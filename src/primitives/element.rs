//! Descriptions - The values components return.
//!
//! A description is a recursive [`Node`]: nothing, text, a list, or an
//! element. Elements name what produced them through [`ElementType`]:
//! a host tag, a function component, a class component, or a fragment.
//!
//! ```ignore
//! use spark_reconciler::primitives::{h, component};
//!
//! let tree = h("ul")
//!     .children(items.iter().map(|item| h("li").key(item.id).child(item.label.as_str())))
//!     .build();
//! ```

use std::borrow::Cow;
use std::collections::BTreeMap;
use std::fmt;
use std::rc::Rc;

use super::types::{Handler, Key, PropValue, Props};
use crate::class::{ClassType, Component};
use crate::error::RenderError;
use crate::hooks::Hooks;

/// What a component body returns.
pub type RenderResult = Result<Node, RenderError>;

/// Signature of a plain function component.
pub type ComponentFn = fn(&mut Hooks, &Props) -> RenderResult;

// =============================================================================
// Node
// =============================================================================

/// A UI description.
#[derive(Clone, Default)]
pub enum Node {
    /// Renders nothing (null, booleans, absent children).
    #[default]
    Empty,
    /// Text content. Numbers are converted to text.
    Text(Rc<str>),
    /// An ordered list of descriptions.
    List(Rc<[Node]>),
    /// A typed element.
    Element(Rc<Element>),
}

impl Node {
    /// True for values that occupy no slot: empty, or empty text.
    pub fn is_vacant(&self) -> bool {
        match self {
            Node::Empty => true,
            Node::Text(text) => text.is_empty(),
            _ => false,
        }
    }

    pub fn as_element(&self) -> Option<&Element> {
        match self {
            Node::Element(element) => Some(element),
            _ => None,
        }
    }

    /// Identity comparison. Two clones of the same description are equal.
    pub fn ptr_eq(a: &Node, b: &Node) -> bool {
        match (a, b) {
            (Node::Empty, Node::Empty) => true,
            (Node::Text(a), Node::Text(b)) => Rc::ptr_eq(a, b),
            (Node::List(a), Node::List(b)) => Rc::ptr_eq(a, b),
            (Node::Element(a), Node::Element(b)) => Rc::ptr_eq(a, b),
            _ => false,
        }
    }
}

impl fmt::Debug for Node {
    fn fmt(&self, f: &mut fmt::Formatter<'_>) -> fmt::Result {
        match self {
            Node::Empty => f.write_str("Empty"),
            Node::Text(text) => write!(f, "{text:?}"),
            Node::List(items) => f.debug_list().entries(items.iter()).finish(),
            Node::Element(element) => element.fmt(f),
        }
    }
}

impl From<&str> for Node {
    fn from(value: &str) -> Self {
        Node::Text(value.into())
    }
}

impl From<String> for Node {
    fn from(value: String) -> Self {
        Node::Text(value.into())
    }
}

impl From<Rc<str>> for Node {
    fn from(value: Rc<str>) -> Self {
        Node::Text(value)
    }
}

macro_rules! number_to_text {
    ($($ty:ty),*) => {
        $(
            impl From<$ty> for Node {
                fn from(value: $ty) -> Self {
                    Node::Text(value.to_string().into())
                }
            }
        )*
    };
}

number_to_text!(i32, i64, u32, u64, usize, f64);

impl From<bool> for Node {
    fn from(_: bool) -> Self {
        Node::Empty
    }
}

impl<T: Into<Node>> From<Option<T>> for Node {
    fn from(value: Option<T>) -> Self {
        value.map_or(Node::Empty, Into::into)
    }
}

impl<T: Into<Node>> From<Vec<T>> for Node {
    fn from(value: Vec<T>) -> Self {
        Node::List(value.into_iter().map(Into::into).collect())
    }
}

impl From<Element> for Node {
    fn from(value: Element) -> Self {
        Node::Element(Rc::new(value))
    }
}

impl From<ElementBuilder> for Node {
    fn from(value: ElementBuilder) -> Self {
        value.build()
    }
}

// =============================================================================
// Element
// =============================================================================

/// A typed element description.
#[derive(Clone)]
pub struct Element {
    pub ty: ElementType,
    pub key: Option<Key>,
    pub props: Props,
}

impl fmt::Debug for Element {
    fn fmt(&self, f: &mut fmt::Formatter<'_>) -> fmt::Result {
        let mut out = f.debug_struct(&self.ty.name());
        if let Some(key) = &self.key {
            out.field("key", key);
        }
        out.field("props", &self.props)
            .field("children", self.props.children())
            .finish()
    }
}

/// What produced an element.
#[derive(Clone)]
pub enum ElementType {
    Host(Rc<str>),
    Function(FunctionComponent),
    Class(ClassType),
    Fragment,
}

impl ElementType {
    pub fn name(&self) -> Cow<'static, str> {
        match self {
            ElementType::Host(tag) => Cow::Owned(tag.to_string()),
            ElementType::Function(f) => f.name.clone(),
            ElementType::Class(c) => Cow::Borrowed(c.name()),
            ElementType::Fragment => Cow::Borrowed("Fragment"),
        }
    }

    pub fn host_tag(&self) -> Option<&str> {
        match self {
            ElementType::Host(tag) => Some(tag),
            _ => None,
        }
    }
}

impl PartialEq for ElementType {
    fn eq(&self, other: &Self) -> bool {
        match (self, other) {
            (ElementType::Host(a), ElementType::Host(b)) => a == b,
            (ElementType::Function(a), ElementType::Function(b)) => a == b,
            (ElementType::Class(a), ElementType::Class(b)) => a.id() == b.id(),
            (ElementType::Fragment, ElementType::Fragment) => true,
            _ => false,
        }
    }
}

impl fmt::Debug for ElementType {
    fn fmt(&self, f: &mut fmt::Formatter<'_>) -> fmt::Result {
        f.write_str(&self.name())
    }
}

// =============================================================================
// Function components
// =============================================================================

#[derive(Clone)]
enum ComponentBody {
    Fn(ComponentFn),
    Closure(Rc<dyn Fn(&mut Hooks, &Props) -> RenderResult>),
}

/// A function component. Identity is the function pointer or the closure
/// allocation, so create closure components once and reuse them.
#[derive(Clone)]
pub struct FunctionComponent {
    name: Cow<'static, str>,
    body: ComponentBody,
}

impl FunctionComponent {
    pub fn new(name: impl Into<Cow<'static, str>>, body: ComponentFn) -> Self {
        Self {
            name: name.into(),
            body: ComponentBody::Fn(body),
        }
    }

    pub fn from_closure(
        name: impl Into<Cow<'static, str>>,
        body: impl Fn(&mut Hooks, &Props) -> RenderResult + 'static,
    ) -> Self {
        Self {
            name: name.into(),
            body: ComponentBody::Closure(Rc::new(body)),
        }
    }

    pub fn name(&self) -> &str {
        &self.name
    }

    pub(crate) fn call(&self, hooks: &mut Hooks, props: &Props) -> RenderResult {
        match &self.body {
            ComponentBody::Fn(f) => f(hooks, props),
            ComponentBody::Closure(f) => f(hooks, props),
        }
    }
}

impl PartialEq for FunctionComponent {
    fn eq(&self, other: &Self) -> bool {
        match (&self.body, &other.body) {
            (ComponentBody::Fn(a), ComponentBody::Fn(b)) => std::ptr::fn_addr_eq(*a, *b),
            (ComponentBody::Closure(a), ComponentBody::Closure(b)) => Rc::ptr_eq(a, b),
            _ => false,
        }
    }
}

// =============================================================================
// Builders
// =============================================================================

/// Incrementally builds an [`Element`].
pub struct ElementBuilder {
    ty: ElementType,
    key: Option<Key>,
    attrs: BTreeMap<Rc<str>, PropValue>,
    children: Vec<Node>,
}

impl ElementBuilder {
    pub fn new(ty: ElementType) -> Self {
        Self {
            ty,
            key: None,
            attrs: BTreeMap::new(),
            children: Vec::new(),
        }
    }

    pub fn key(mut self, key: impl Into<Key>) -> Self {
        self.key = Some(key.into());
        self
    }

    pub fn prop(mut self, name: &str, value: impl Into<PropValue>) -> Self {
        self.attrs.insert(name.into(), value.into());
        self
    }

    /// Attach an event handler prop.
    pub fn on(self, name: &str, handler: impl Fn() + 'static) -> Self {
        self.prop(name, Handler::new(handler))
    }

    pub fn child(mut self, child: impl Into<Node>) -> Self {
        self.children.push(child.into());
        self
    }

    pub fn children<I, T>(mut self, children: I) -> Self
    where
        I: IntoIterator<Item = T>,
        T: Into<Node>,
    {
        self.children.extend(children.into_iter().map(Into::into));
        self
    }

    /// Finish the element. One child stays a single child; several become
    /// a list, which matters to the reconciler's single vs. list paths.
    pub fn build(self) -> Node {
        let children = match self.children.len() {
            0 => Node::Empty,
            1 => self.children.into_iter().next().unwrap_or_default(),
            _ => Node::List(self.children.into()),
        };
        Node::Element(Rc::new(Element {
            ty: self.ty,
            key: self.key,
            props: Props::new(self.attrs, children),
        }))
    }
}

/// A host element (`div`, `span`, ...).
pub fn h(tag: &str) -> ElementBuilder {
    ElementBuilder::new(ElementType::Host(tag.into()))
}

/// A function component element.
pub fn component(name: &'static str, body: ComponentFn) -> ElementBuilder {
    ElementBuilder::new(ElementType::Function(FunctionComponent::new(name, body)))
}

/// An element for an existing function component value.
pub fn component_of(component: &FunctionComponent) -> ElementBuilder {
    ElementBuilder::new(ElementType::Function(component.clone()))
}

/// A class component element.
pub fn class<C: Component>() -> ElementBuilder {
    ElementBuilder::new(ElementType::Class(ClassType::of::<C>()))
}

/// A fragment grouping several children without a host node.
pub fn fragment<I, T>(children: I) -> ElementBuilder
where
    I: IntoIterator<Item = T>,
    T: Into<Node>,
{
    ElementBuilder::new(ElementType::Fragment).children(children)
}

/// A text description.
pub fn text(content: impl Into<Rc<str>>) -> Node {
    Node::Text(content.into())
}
────────────────────────────────────────
— Work to complete —
Return exactly the opening lines of the listing above, ending with the line that has "element. Elements name".

— Reply —
filename src/primitives/element.rs
//! Descriptions - The values components return.
//!
//! A description is a recursive [`Node`]: nothing, text, a list, or an
//! element. Elements name what produced them through [`ElementType`]:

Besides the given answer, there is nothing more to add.